Plants, of course, do move. It’s just that plants move slower than we appreciate – a mental bias.
Plants are smart. Surviving in a competitive environment when rooted to the spot requires that you have your wits about you.
Plant behavior is purposeful and intentional. A plant constantly monitors its internal state and its surroundings. Using this information, a plant makes decisions to sustain its well-being.
Parts of Africa are dry most of the year. These lands have a pronounced rainy season. Plants there anticipate rain coming and green up before the rain arrives.
These African plants also know when the rainy season ends. They lose their lushness just after the rain stops, thereby conserving their resources.
Plants have no physical organ of intelligence.
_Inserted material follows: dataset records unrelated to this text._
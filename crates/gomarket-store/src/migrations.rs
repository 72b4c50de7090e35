//! # Database Migrations
//!
//! Embedded SQL migrations for the SQLite key-value store.
//!
//! ## How Migrations Work
//! ```text
//! ┌─────────────────────────────────────────────────────────────────────────┐
//! │                      Migration Process                                  │
//! │                                                                         │
//! │  SqliteStorage::open()                                                 │
//! │       │                                                                 │
//! │       ▼                                                                 │
//! │  Check _sqlx_migrations table (create if missing)                      │
//! │       │                                                                 │
//! │       ▼                                                                 │
//! │  Compare embedded migrations vs applied                                │
//! │       │                                                                 │
//! │       └── 001_key_value_store.sql                                      │
//! │       │                                                                 │
//! │       ▼                                                                 │
//! │  Run pending migrations in order, record in _sqlx_migrations           │
//! └─────────────────────────────────────────────────────────────────────────┘
//! ```
//!
//! ## Adding New Migrations
//!
//! 1. Create a new file in `migrations/sqlite/` with the next sequence number
//! 2. Name format: `NNN_description.sql`
//! 3. **NEVER** modify existing migrations - always add new ones

use sqlx::SqlitePool;
use tracing::info;

use crate::error::StoreResult;

/// Embedded migrations from the workspace `migrations/sqlite` directory.
static MIGRATOR: sqlx::migrate::Migrator = sqlx::migrate!("../../migrations/sqlite");

/// Runs all pending database migrations.
///
/// Idempotent: safe to run on every open.
pub async fn run_migrations(pool: &SqlitePool) -> StoreResult<()> {
    info!("Checking for pending migrations");

    MIGRATOR.run(pool).await?;

    info!("All migrations applied successfully");
    Ok(())
}

/// Returns `(total_migrations, applied_migrations)`.
///
/// For diagnostics and health checks.
pub async fn migration_status(pool: &SqlitePool) -> StoreResult<(usize, usize)> {
    let total = MIGRATOR.migrations.len();

    let applied: i64 = sqlx::query_scalar("SELECT COUNT(*) FROM _sqlx_migrations")
        .fetch_one(pool)
        .await
        .unwrap_or(0);

    Ok((total, applied as usize))
}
Plants prove that physicality is unnecessary for either awareness or a mind.
Even the simplest cell has a complex intricacy beyond imagination. Life is by design.
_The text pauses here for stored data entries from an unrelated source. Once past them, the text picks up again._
//! # gomarket Entry Point
//!
//! Parses arguments, runs one command, prints JSON.
//!
//! ## Output Contract
//! - Success: cart (or config) JSON on stdout, exit 0
//! - Failure: `{"code": ..., "message": ...}` on stderr, exit 1
//! - Logs: stderr, filtered by `RUST_LOG`

use std::process::ExitCode;

use clap::Parser;
use gomarket_cli::{init_tracing, run, Cli};

#[tokio::main]
async fn main() -> ExitCode {
    let cli = Cli::parse();
    init_tracing();

    match run(cli).await {
        Ok(output) => {
            println!("{}", output);
            ExitCode::SUCCESS
        }
        Err(e) => {
            eprintln!("{}", e.to_json());
            ExitCode::FAILURE
        }
    }
}
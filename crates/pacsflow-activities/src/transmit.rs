//! Send one file to a remote peer through the network coordinator

use crate::activity::{Activity, ActivityContext, ActivityError, ItemOutcome};
use pacsflow_core::ResourceClass;
use pacsflow_net::{NetError, NetworkCoordinator};
use std::sync::Arc;

/// Used by both export and sync. Retry and audit happen inside the
/// coordinator; a store that still fails settles the item as failed.
pub struct TransmitActivity {
    coordinator: Arc<NetworkCoordinator>,
    peer_id: String,
}

impl TransmitActivity {
    pub fn new(coordinator: Arc<NetworkCoordinator>, peer_id: impl Into<String>) -> Self {
        Self {
            coordinator,
            peer_id: peer_id.into(),
        }
    }
}

#[async_trait::async_trait]
impl Activity for TransmitActivity {
    fn name(&self) -> &str {
        "transmit"
    }

    fn resources(&self) -> Vec<ResourceClass> {
        vec![ResourceClass::NetworkConnection]
    }

    fn describe(&self, item: &str) -> String {
        format!("Sending {} to {}", item, self.peer_id)
    }

    async fn run(&self, ctx: &ActivityContext, item: &str) -> Result<ItemOutcome, ActivityError> {
        let items = [item.to_string()];
        match self
            .coordinator
            .store(&self.peer_id, &items, ctx.workflow_id, &ctx.cancel)
            .await
        {
            Ok(receipt) if receipt.stored > 0 => Ok(ItemOutcome::Processed),
            Ok(receipt) => Ok(ItemOutcome::failed(
                receipt
                    .warnings
                    .first()
                    .cloned()
                    .unwrap_or_else(|| "peer stored nothing".to_string()),
            )),
            Err(NetError::Cancelled) => Err(ActivityError::Cancelled),
            Err(e) => Ok(ItemOutcome::Failed(e.to_string())),
        }
    }
}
“Biological design appears to be so intelligent.” ~ English evolutionary biologist Richard Watson
“Life uses information to construct itself.” ~ American biologist Sara Imari Walker
Life is more than a collection of chemical compounds. A delicate yet durable vital energy is necessary to be alive.
Life arose on Earth 4.1 billion years ago, when the planet was a water world. To spring to life, the earliest cells had to master 4 techniques simultaneously.
Containment. A cell needs to hold itself together. Membranes did the job. Constructing a membrane that keeps a cell contained but selectively allows interaction with what’s outside is a hard problem to solve.
Metabolism. A cell needs energy to keep itself alive. Transforming food into usable energy is an intricate process that shows design in chemical reaction sequence.
Interaction. Here is where a mind obviously comes in. A cell has to know what it needs to stay alive, and be able to get it. These processes require awareness and intelligence. A cell must interact with its environment to get what it needs.
“Living cells are complex systems that constantly make decisions in response to internal and external signals.” ~ French biologist Emmanuel Levy
Reproduction. The emergence of life would have been a dead end if cells did not have the will to birth future generations. That drive remains strong. You may have noticed that people have biological urges which may result in a new generation.
Viruses were the original parasite. Viruses were cunning cells that got rid of what they didn’t need to adopt a lifestyle of deceit: using other cells to reproduce.
Therein lies an irony. All cells use the same molecular means – DNA – to manage their database for living and reproduction.
As part of their tremendous success, viruses bestowed the invention of DNA to cells. Because viruses could no longer replicate themselves, they wanted their host cells to have a reliable mechanism that viruses understood at the atomic level. Hence the gift: a molecular Trojan horse.
“Proteins are responsible for nearly all cellular processes.” ~ English biochemist Vicki Gold
The atom of life is the cell. The subatomic particles that comprise cells are proteins.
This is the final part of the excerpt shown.